Хаджар кивнул и спрыгнул с телеги. Правда, перед тем как сделать это, он оставил среди овощей туго набитый кожаный кошель. В нем лежало сто имперских монет.
На такую сумму, старик мог купить себе табун лошадей и двадцать новых, отличных повозок. Хотя, что-то подсказывало Хаджару, что вместо этого он эти деньги раздаст.
Раздаст всем остальным селянам, которым тоже что-то требуется. В деревнях смертных выживали только так — взаимо-выручкой и помощью. И, видят Вечерние Звезды, именно этого качества порой так не хватало в мире боевых искусств.
— Спасибо, дед, — поблагодарил Хаджар.
По привычке, выработанной после общения со Степным Клыком, он сперва коснулся сердца, затем лба, а затем неба.

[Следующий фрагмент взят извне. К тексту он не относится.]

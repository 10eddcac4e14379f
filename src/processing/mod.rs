// Processing module: record emission and statistic reduction
// Author: Gabriel Demetrios Lafis

mod emit;
mod reduce;
mod stats;

pub use emit::*;
pub use reduce::*;
pub use stats::*;

use thiserror::Error;

use crate::data::DataError;

/// Represents an error in the processing module
#[derive(Debug, Error)]
pub enum ProcessingError {
    /// Selector outside {median, stddev, minmax, percentile, skewness}
    #[error("Unknown function: {0}")]
    UnknownStatistic(String),

    /// A record line violated the key/value protocol; `line` is 1-based
    #[error("Protocol error on line {line}: {source}")]
    Protocol {
        line: usize,
        #[source]
        source: DataError,
    },

    #[error("No values to aggregate: the input contained no records")]
    EmptyValueSet,

    #[error("Invalid argument: {0}")]
    InvalidArgument(String),

    #[error("IO error: {0}")]
    Io(#[from] std::io::Error),
}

В ответ на это старик, как-то неопределенно засмеявшись, снял с голову соломенную шляпу.
— Вот, держи, молодой, — протянул он её Хаджару. — на таком солнцепеке можно и головушку повредить. А, оли так, кто втугда супостатов бить будет? Я вот — не буду. Кости у меня уже не такие крепкие, а глаза подслеповаты. Да и жалко мне их.
— Супостатов?
— Их самых, — кивнул старик. — глупые вони. Все лезут, да лезут. А толку-то? Нас коли одолеют, снова биться будут, с другими уже.
— С каким другими? — Хаджар надел шляпу так, чтобы прорезь в широких, до самых плечей, полях попала на правый глаз.
— А кто ж его знает, — засмеялся старик. — только другие — они всегда есть. Но ты это, топай, внучок. Ратные подвиги, пышные бабы, ну или к чему там душа твоя лежит.
С этими словами старик развернулся и поехал дальше по дороге. Хаджар же, улыбнувшись ему в след и мысленно поблагодарив за шляпу, отправился к Даригону, стены которого уже виднелись на горизонте.